The basic structure is to have a single image act as headnode, with compute nodes managed by SLURM via the openstack API. The current plan for compute nodes is to use a basic CentOS 7 image, followed by an Ansible playbook to add software, mounts, users, config files, etc.

Current Usage

To build your own Virtual cluster, starting on your localhost:

  1. If you don't already have an openrc file, you can use openrc.sh.example

    • cp openrc.sh.example openrc.sh
    • edit at least the the values of: OS_PROJECT_NAME and OS_USERNAME
  2. Clone this repo.

  3. If you'd like to modify your cluster, now is a good time! This local copy of the repo will be re-created on the headnode, but if you're going to use this to create multiple different VCs, it may be preferable to make the following modifications in seperate files.

    • The number of nodes can be set in the slurm.conf file, by editing the NodeName and PartitionName line.
    • If you'd like to change the default node size, the node_size=line in slurm_resume.sh must be changed. This should take values corresponding to instance sizes in Red Cloud, like "c1.m8". Be sure to edit the slurm.conf file to reflect the number of CPUs available.
    • If you'd like to enable any specific software, you should edit compute_build_base_img.yml. The task named "install basic packages" can be easily extended to install anything available from a yum repository. If you need to add a repo, you can copy the task titled "Add OpenHPC 1.3.? Repo". For more detailed configuration, it may be easiest to build your software in /export on the headnode, and only install the necessary libraries via the compute_build_base_img (or ensure that they're available in the shared filesystem).
    • For other modifications, feel free to get in touch!
  4. Run headnode_create.sh - it will require an ssh key to exist in ${HOME}/.ssh/id_rsa.pub. This will be the key used for your redcloud instance! If you prefer to use a different key, be sure to edit this script accordingly. The expected argument is only the headnode name, and will create an 'c1.m8' instance for you.

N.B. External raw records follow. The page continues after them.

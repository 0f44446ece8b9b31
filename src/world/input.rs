//! Parsed level description.
//!
//! These types mirror what the asset parser hands over. They deserialize from
//! JSON so dumped levels can be replayed by the command line tool.

use std::collections::BTreeMap;
use std::path::Path;

use glam::{Mat4, Vec3};
use serde::{Deserialize, Serialize};

use crate::core::types::Result;
use crate::math::Aabb;
use crate::mesh::{BlendMode, Material, NO_LIGHTMAP};

/// Whole level as produced by the parser
#[derive(Clone, Debug, Default, Serialize, Deserialize)]
#[serde(default)]
pub struct LevelInput {
    pub world: WorldMeshInput,
    /// Instance meshes by visual name
    pub meshes: BTreeMap<String, MeshAsset>,
    /// Roots of the VOB tree
    pub vobs: Vec<VobNode>,
    pub lights: Vec<LightInput>,
}

impl LevelInput {
    /// Read a level description from a JSON file.
    pub fn load(path: impl AsRef<Path>) -> Result<Self> {
        let text = std::fs::read_to_string(path.as_ref())?;
        let level = serde_json::from_str(&text)?;
        log::debug!("Read level description {}", path.as_ref().display());
        Ok(level)
    }

    pub fn save(&self, path: impl AsRef<Path>) -> Result<()> {
        std::fs::write(path, serde_json::to_string(self)?)?;
        Ok(())
    }
}

/// Material as named by the source data
#[derive(Clone, Debug, PartialEq, Serialize, Deserialize)]
pub struct MaterialDesc {
    pub texture: String,
    #[serde(default)]
    pub blend: BlendMode,
    #[serde(default = "default_true")]
    pub srgb: bool,
}

fn default_true() -> bool {
    true
}

impl MaterialDesc {
    pub fn to_material(&self) -> Material {
        let mut material = Material::new(&self.texture, self.blend);
        material.srgb = self.srgb;
        material
    }
}

fn default_lightmap_index() -> i32 {
    NO_LIGHTMAP
}

fn default_color() -> [f32; 4] {
    [1.0, 1.0, 1.0, 1.0]
}

/// One triangle corner
#[derive(Clone, Copy, Debug, PartialEq, Serialize, Deserialize)]
pub struct VertexInput {
    pub position: [f32; 3],
    #[serde(default)]
    pub normal: [f32; 3],
    #[serde(default)]
    pub uv: [f32; 2],
    #[serde(default)]
    pub lightmap_uv: [f32; 2],
    /// Lightmap page, -1 if unlit
    #[serde(default = "default_lightmap_index")]
    pub lightmap_index: i32,
    /// Vertex color, sRGB with channels in 0..1
    #[serde(default = "default_color")]
    pub color: [f32; 4],
}

impl VertexInput {
    pub fn has_lightmap(&self) -> bool {
        self.lightmap_index >= 0
    }
}

/// Triangles sharing one material
#[derive(Clone, Debug, PartialEq, Serialize, Deserialize)]
pub struct SubMeshInput {
    pub material: MaterialDesc,
    pub triangles: Vec<[VertexInput; 3]>,
}

/// The level's static world mesh
#[derive(Clone, Debug, Default, PartialEq, Serialize, Deserialize)]
#[serde(default)]
pub struct WorldMeshInput {
    /// Every triangle must carry lightmap data
    pub lightmapped: bool,
    pub submeshes: Vec<SubMeshInput>,
}

/// Mesh referenced by placed objects, in object space
#[derive(Clone, Debug, Default, PartialEq, Serialize, Deserialize)]
#[serde(default)]
pub struct MeshAsset {
    pub submeshes: Vec<SubMeshInput>,
}

/// Bounding box as two corners
#[derive(Clone, Copy, Debug, Default, PartialEq, Serialize, Deserialize)]
pub struct AabbInput {
    pub min: [f32; 3],
    pub max: [f32; 3],
}

impl From<AabbInput> for Aabb {
    fn from(b: AabbInput) -> Self {
        Aabb::new(Vec3::from_array(b.min), Vec3::from_array(b.max))
    }
}

fn identity() -> [[f32; 4]; 4] {
    Mat4::IDENTITY.to_cols_array_2d()
}

/// Node of the placed-object tree
#[derive(Clone, Debug, PartialEq, Serialize, Deserialize)]
pub struct VobNode {
    #[serde(default)]
    pub name: String,
    /// Mesh asset drawn at this node
    #[serde(default)]
    pub visual: Option<String>,
    /// World transform, column-major
    #[serde(default = "identity")]
    pub transform: [[f32; 4]; 4],
    /// World space bounds
    pub bbox: AabbInput,
    #[serde(default)]
    pub children: Vec<VobNode>,
}

impl VobNode {
    pub fn world_transform(&self) -> Mat4 {
        Mat4::from_cols_array_2d(&self.transform)
    }
}

/// Point light as placed in the level
#[derive(Clone, Copy, Debug, PartialEq, Serialize, Deserialize)]
pub struct LightInput {
    pub position: [f32; 3],
    /// 8-bit sRGB
    pub color: [u8; 3],
    pub range: f32,
    #[serde(default = "default_true")]
    pub is_static: bool,
}
//! Error types for level preparation

use thiserror::Error;

/// Main error type
#[derive(Debug, Error)]
pub enum Error {
    /// Malformed or inconsistent source data. Aborts the level load.
    #[error("Data error: {0}")]
    Data(#[from] DataError),

    #[error("Texture '{name}' unavailable: {reason}")]
    Texture { name: String, reason: String },

    #[error("GPU error: {0}")]
    Gpu(String),

    #[error("Config error: {0}")]
    Config(String),

    #[error("IO error: {0}")]
    Io(#[from] std::io::Error),

    #[error("JSON error: {0}")]
    Json(#[from] serde_json::Error),
}

/// Structural problems in parsed world data
#[derive(Debug, Error, PartialEq)]
pub enum DataError {
    #[error("world submesh {submesh} triangle {triangle} has no lightmap")]
    MissingLightmap { submesh: usize, triangle: usize },

    #[error("instance visual '{visual}' carries lightmap data")]
    UnexpectedLightmap { visual: String },

    #[error("{positions} positions but {attributes} attributes")]
    MisalignedVertices { positions: usize, attributes: usize },

    #[error("index {index} out of range for {vertex_count} vertices")]
    InvalidIndex { index: u32, vertex_count: usize },

    #[error("world bounds are empty or not finite")]
    DegenerateBounds,

    #[error("{width}x{height} grid cells of size {cell_size} exceed the addressable cell count")]
    GridTooLarge { width: i64, height: i64, cell_size: f32 },
}
//! Zenbake command line tool - loads a level description and reports what
//! the preparation pipeline produced.
//!
//! Usage: cargo run --release -- --level <FILE> [OPTIONS]
//!
//! Options:
//!   --level <FILE>      Level description (JSON)
//!   --config <FILE>     Bake configuration (JSON, default settings if absent)
//!   --textures <DIR>    Texture directory (solid placeholders if absent)
//!   --camera <X,Y,Z>    Camera position for a draw list (default: level center)
//!   --look <X,Y,Z>      Camera target (default: camera + forward)
//!   --upload            Upload all batches to the GPU

use std::collections::BTreeSet;
use std::time::Instant;

use glam::Vec3;

use zenbake::batch::{ImageTextureSource, MemoryTextureSource, TextureData, TextureSource};
use zenbake::core::{logging, BakeConfig, Camera};
use zenbake::gpu::{GpuBatch, GpuContext};
use zenbake::mesh::PassthroughOptimizer;
use zenbake::world::input::SubMeshInput;
use zenbake::{Error, LevelInput, LevelSession};

const PLACEHOLDER_SIZE: u32 = 16;

fn main() {
    logging::init();

    let args: Vec<String> = std::env::args().collect();
    if let Err(e) = run(&args) {
        log::error!("{}", e);
        std::process::exit(1);
    }
}

fn run(args: &[String]) -> Result<(), Error> {
    let Some(level_path) = parse_str_arg(args, "--level") else {
        return Err(Error::Config("missing --level <FILE>".into()));
    };
    let config = match parse_str_arg(args, "--config") {
        Some(path) => BakeConfig::load(&path)?,
        None => BakeConfig::default(),
    };

    let level = LevelInput::load(&level_path)?;
    let source: Box<dyn TextureSource> = match parse_str_arg(args, "--textures") {
        Some(dir) => Box::new(ImageTextureSource::new(dir)?),
        None => Box::new(placeholder_textures(&level)?),
    };

    let mut session = LevelSession::load(level, config, source, &PassthroughOptimizer)?;
    print_stats(&session);

    let center = session.grid().bounds().center();
    let position = parse_vec3_arg(args, "--camera").unwrap_or(center);
    let target = parse_vec3_arg(args, "--look").unwrap_or(position + Vec3::NEG_Z);
    session.update_camera(&Camera::look_at(position, target, Vec3::Y));

    let start = Instant::now();
    let list = session.draw_list();
    println!(
        "Draw list from {:?}: {} calls, {} batches drawn, {} culled, {} elements ({:.2}ms)",
        position,
        list.draw_calls,
        list.batches_drawn,
        list.batches_culled,
        list.element_count(),
        start.elapsed().as_secs_f64() * 1000.0
    );

    if args.iter().any(|a| a == "--upload") {
        upload(&session)?;
    }
    Ok(())
}

/// Solid textures for every texture the level names
fn placeholder_textures(level: &LevelInput) -> Result<MemoryTextureSource, Error> {
    let submeshes = level
        .world
        .submeshes
        .iter()
        .chain(level.meshes.values().flat_map(|m| m.submeshes.iter()));
    let names: BTreeSet<String> = submeshes.map(|s: &SubMeshInput| s.material.texture.to_uppercase()).collect();

    let mut source = MemoryTextureSource::new();
    for name in &names {
        source.insert(TextureData::solid(name, PLACEHOLDER_SIZE, PLACEHOLDER_SIZE, [128, 128, 128, 255])?);
    }
    log::info!("No texture directory given, using {} placeholder textures", source.len());
    Ok(source)
}

fn print_stats(session: &LevelSession) {
    let stats = session.stats();
    println!("Level loaded in {:.1}ms", stats.load_ms);
    println!("  World triangles:   {}", stats.world_triangles);
    println!("  Materials:         {}", stats.materials);
    println!("  Lights:            {} ({} static)", stats.lights, stats.static_lights);
    println!(
        "  Instances:         {} ({} lit, {} sunlit, {} skipped)",
        stats.instances, stats.lit_instances, stats.sunlit_instances, stats.skipped_instances
    );
    println!("  Grid cells in use: {}", stats.cells_in_use);
    println!("  World batches:     {}", stats.world_batches);
    println!("  Instance batches:  {}", stats.instance_batches);
    for batch in session.world_batches().iter().chain(session.instance_batches()) {
        println!(
            "    {:>8} {:?}: {} verts, {} indices (+{} reduced), {} layers, {} cells",
            batch.strategy().name(),
            batch.blend,
            batch.vertex_count(),
            batch.index_count(),
            batch.lod_index_count(),
            batch.textures.len(),
            batch.chunk_count()
        );
    }
}

fn upload(session: &LevelSession) -> Result<(), Error> {
    let ctx = pollster::block_on(GpuContext::new_headless())?;
    let start = Instant::now();
    let mut uploaded = Vec::new();
    for batch in session.world_batches().iter().chain(session.instance_batches()) {
        uploaded.push(GpuBatch::upload(&ctx.device, &ctx.queue, batch)?);
    }
    ctx.queue.submit(std::iter::empty());
    println!("Uploaded {} batches in {:.1}ms", uploaded.len(), start.elapsed().as_secs_f64() * 1000.0);
    Ok(())
}

fn parse_str_arg(args: &[String], flag: &str) -> Option<String> {
    args.iter().position(|a| a == flag)
        .and_then(|i| args.get(i + 1))
        .cloned()
}

fn parse_vec3_arg(args: &[String], flag: &str) -> Option<Vec3> {
    let value = parse_str_arg(args, flag)?;
    let parts: Vec<f32> = value.split(',').filter_map(|s| s.trim().parse().ok()).collect();
    match parts.as_slice() {
        [x, y, z] => Some(Vec3::new(*x, *y, *z)),
        _ => {
            log::warn!("Ignoring {} {}: expected x,y,z", flag, value);
            None
        }
    }
}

    ./headnode_create.sh <headnode-name>

    Watch for the ip address of your new instance at the end of the script!

  5. The headnode_create script has copied everything in this directory to your headnode. You should now be able to ssh in as the centos user, with your default ssh key:

    ssh centos@<new-headnode-ip>

  6. Now, in the copied directory, on the headnode, run the install.sh script with sudo:

    sudo ./install.sh.

    This script handles all the steps necessary to install slurm, with elastic nodes set.

Useage note: Slurm will run the suspend/resume scripts in response to

scontrol update nodename=compute-[0-1] state=power_down

or

scontrol update nodename=compute-[0-1] state=power_up

If compute instances get stuck in a bad state, it's often helpful to cycle through the following:

scontrol update nodename=compute-[?] state=down reason=resetting
scontrol update nodename=compute-[?] state=power_down
scontrol update nodename=compute-[?] state=idle

or to re-run the suspend/resume scripts as above (if the instance power state doesn't match the current state as seen by slurm).